その後何度かの戦闘を経た一行だったが、その内容は上々だった。


昴が現在放出できる毒、ヴェレーノは神経系に作用するらしく敵は苦しみ動きが鈍った。

その隙に幾らでも処理できるのでかなり優秀な魔法である。



豹悟の氷、グラセも質量の差で単純な物理ダメージも

顕人のティーロを上回り、着弾時に周囲に氷が張った。

これにより上手く使えば敵の足を止めることもできる。

現状豹悟のコントロールで狙ったところにピンポイントに撃つというのは難しいが牽制として大いに力を振るった。

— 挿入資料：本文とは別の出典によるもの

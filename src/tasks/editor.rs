//! Task list editor state machine

use super::{Result, Task, TaskError};

#[derive(Debug, Clone, Copy, Default, PartialEq, Eq)]
pub enum EditCursor {
    #[default]
    None,
    Editing(usize),
}

/// What a successful submit did to the list.
#[derive(Debug, Clone, Copy, PartialEq, Eq)]
pub enum Submission {
    Added { index: usize },
    Updated { index: usize },
}

#[derive(Debug, Default)]
pub struct TaskEditor {
    tasks: Vec<Task>,
    cursor: EditCursor,
    draft: String,
}

impl TaskEditor {
    pub fn new() -> Self {
        Self::default()
    }

    pub fn with_tasks<I, S>(labels: I) -> Self
    where
        I: IntoIterator<Item = S>,
        S: Into<String>,
    {
        Self {
            tasks: labels.into_iter().map(Task::new).collect(),
            ..Self::default()
        }
    }

    pub fn tasks(&self) -> &[Task] {
        &self.tasks
    }

    pub fn get(&self, index: usize) -> Option<&Task> {
        self.tasks.get(index)
    }

    pub fn len(&self) -> usize {
        self.tasks.len()
    }

    pub fn is_empty(&self) -> bool {
        self.tasks.is_empty()
    }

    pub fn cursor(&self) -> EditCursor {
        self.cursor
    }

    pub fn is_editing(&self) -> bool {
        matches!(self.cursor, EditCursor::Editing(_))
    }

    pub fn draft(&self) -> &str {
        &self.draft
    }

    pub fn set_draft(&mut self, text: impl Into<String>) {
        self.draft = text.into();
    }

    pub fn clear_draft(&mut self) {
        self.draft.clear();
    }

    /// Label for the submit button in the current mode.
    pub fn submit_label(&self) -> &'static str {
        if self.is_editing() {
            "Update Task"
        } else {
            "Add Task"
        }
    }

    /// Loads the task at `index` into the draft and enters edit mode.
    pub fn start_edit(&mut self, index: usize) -> Result<()> {
        let task = self.tasks.get(index).ok_or(TaskError::IndexOutOfRange {
            index,
            len: self.tasks.len(),
        })?;
        self.draft = task.label.clone();
        self.cursor = EditCursor::Editing(index);
        tracing::debug!("Editing task {}", index);
        Ok(())
    }

    /// Adds `text` as a new task, or replaces the task being edited.
    ///
    /// Blank text is rejected silently and nothing changes, draft included.
    pub fn submit(&mut self, text: impl Into<String>) -> Option<Submission> {
        let text = text.into();
        if text.trim().is_empty() {
            return None;
        }

        let submission = match self.cursor {
            EditCursor::Editing(index) if index < self.tasks.len() => {
                self.tasks[index] = Task::new(text);
                Submission::Updated { index }
            }
            // The cursor is reconciled on every delete, so a stale index
            // should not be reachable; treat it as a plain add.
            _ => {
                self.tasks.push(Task::new(text));
                Submission::Added {
                    index: self.tasks.len() - 1,
                }
            }
        };

        self.cursor = EditCursor::None;
        self.draft.clear();
        tracing::debug!("Submitted task: {:?}", submission);
        Some(submission)
    }

    /// Submits the current draft.
    pub fn submit_draft(&mut self) -> Option<Submission> {
        let draft = self.draft.clone();
        self.submit(draft)
    }

    /// Leaves edit mode without touching the list. Clears the draft.
    pub fn cancel_edit(&mut self) {
        if self.is_editing() {
            self.cursor = EditCursor::None;
            self.draft.clear();
            tracing::debug!("Edit cancelled");
        }
    }

    /// Removes the task at `index`, shifting later tasks down by one.
    ///
    /// An edit in progress on the removed task is cancelled. An edit on a
    /// later task follows it to its new position.
    pub fn delete_at(&mut self, index: usize) -> Result<Task> {
        if index >= self.tasks.len() {
            return Err(TaskError::IndexOutOfRange {
                index,
                len: self.tasks.len(),
            });
        }

        let removed = self.tasks.remove(index);

        if let EditCursor::Editing(editing) = self.cursor {
            if editing == index {
                self.cursor = EditCursor::None;
                self.draft.clear();
                tracing::debug!("Edited task {} was deleted, edit cancelled", index);
            } else if editing > index {
                self.cursor = EditCursor::Editing(editing - 1);
            }
        }

        tracing::debug!("Deleted task {}", index);
        Ok(removed)
    }
}

#[cfg(test)]
mod tests {
    use super::*;

    fn labels(editor: &TaskEditor) -> Vec<&str> {
        editor.tasks().iter().map(|t| t.label.as_str()).collect()
    }

    fn abc() -> TaskEditor {
        TaskEditor::with_tasks(["A", "B", "C"])
    }

    #[test]
    fn test_new_editor_is_empty() {
        let editor = TaskEditor::new();
        assert!(editor.is_empty());
        assert_eq!(editor.cursor(), EditCursor::None);
        assert_eq!(editor.draft(), "");
        assert_eq!(editor.submit_label(), "Add Task");
    }

    #[test]
    fn test_submit_empty_is_rejected() {
        let mut editor = abc();
        editor.set_draft("");
        assert_eq!(editor.submit(""), None);
        assert_eq!(labels(&editor), ["A", "B", "C"]);
        assert_eq!(editor.draft(), "");
    }

    #[test]
    fn test_submit_blank_is_rejected_and_draft_kept() {
        let mut editor = TaskEditor::new();
        editor.set_draft("   ");
        assert_eq!(editor.submit_draft(), None);
        assert!(editor.is_empty());
        assert_eq!(editor.draft().len(), 3);
    }

    #[test]
    fn test_submit_appends() {
        let mut editor = TaskEditor::new();
        editor.set_draft("Buy milk");
        let result = editor.submit_draft();
        assert_eq!(result, Some(Submission::Added { index: 0 }));
        assert_eq!(labels(&editor), ["Buy milk"]);
        assert_eq!(editor.cursor(), EditCursor::None);
        assert_eq!(editor.draft(), "");
    }

    #[test]
    fn test_submit_keeps_text_as_entered() {
        let mut editor = TaskEditor::new();
        editor.submit("  padded ");
        assert_eq!(labels(&editor), ["  padded "]);
    }

    #[test]
    fn test_duplicates_allowed() {
        let mut editor = TaskEditor::new();
        editor.submit("Walk dog");
        editor.submit("Walk dog");
        assert_eq!(labels(&editor), ["Walk dog", "Walk dog"]);
    }

    #[test]
    fn test_start_edit_loads_draft() {
        let mut editor = abc();
        editor.start_edit(1).unwrap();
        assert_eq!(editor.draft(), "B");
        assert_eq!(editor.cursor(), EditCursor::Editing(1));
        assert_eq!(editor.submit_label(), "Update Task");
    }

    #[test]
    fn test_edit_then_submit_replaces_in_place() {
        let mut editor = abc();
        editor.start_edit(1).unwrap();
        let result = editor.submit("B2");
        assert_eq!(result, Some(Submission::Updated { index: 1 }));
        assert_eq!(labels(&editor), ["A", "B2", "C"]);
        assert_eq!(editor.cursor(), EditCursor::None);
        assert_eq!(editor.draft(), "");
    }

    #[test]
    fn test_blank_submit_while_editing_stays_in_edit_mode() {
        let mut editor = abc();
        editor.start_edit(2).unwrap();
        assert_eq!(editor.submit(" "), None);
        assert_eq!(editor.cursor(), EditCursor::Editing(2));
        assert_eq!(labels(&editor), ["A", "B", "C"]);
    }

    #[test]
    fn test_start_edit_switches_target() {
        let mut editor = abc();
        editor.start_edit(0).unwrap();
        editor.start_edit(2).unwrap();
        assert_eq!(editor.cursor(), EditCursor::Editing(2));
        assert_eq!(editor.draft(), "C");
    }

    #[test]
    fn test_start_edit_out_of_range_rejected() {
        let mut editor = abc();
        editor.set_draft("typing");
        let err = editor.start_edit(3).unwrap_err();
        assert_eq!(err, TaskError::IndexOutOfRange { index: 3, len: 3 });
        assert_eq!(editor.cursor(), EditCursor::None);
        assert_eq!(editor.draft(), "typing");
    }

    #[test]
    fn test_delete_preserves_order() {
        let mut editor = abc();
        let removed = editor.delete_at(1).unwrap();
        assert_eq!(removed.label, "B");
        assert_eq!(labels(&editor), ["A", "C"]);
    }

    #[test]
    fn test_delete_out_of_range_rejected() {
        let mut editor = abc();
        assert!(editor.delete_at(5).is_err());
        assert_eq!(labels(&editor), ["A", "B", "C"]);
    }

    #[test]
    fn test_delete_on_empty_rejected() {
        let mut editor = TaskEditor::new();
        assert_eq!(
            editor.delete_at(0),
            Err(TaskError::IndexOutOfRange { index: 0, len: 0 })
        );
    }

    #[test]
    fn test_delete_edited_task_cancels_edit() {
        let mut editor = abc();
        editor.start_edit(1).unwrap();
        editor.delete_at(1).unwrap();
        assert_eq!(editor.cursor(), EditCursor::None);
        assert_eq!(editor.draft(), "");
    }

    #[test]
    fn test_delete_before_edited_task_shifts_cursor() {
        let mut editor = abc();
        editor.start_edit(2).unwrap();
        editor.delete_at(0).unwrap();
        assert_eq!(editor.cursor(), EditCursor::Editing(1));
        assert_eq!(editor.draft(), "C");

        editor.submit("C2");
        assert_eq!(labels(&editor), ["B", "C2"]);
    }

    #[test]
    fn test_delete_after_edited_task_keeps_cursor() {
        let mut editor = abc();
        editor.start_edit(0).unwrap();
        editor.delete_at(2).unwrap();
        assert_eq!(editor.cursor(), EditCursor::Editing(0));
        assert_eq!(editor.draft(), "A");
    }

    #[test]
    fn test_cancel_edit() {
        let mut editor = abc();
        editor.start_edit(1).unwrap();
        editor.cancel_edit();
        assert_eq!(editor.cursor(), EditCursor::None);
        assert_eq!(editor.draft(), "");
        assert_eq!(labels(&editor), ["A", "B", "C"]);
    }

    #[test]
    fn test_cancel_edit_when_not_editing_keeps_draft() {
        let mut editor = TaskEditor::new();
        editor.set_draft("half typed");
        editor.cancel_edit();
        assert_eq!(editor.draft(), "half typed");
    }
}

楓も未だに魔法は使えないが、戦闘中に魔法を使うという選択肢がない思い切りや、比較的小柄なため敵の攻撃を避けやすく、かなりの俊敏さを持ち合わせており剣の戦闘においては無頼の強さを誇った。



楓自身この結果には安堵しており、魔法を使えない事でチームの足を引っ張っているという罪悪感がいくらか緩和された。


始め楓に苛立ちを覚えた昴も楓の動きには感心し羨望の眼差しを向けた。




4人がそれぞれに力をつけ、元々ダンジョン内部で強化されていた身体能力はもはや常人の動体視力では捉えることも難しい域に達していた。



そしてついに地下3階への階段を発見した。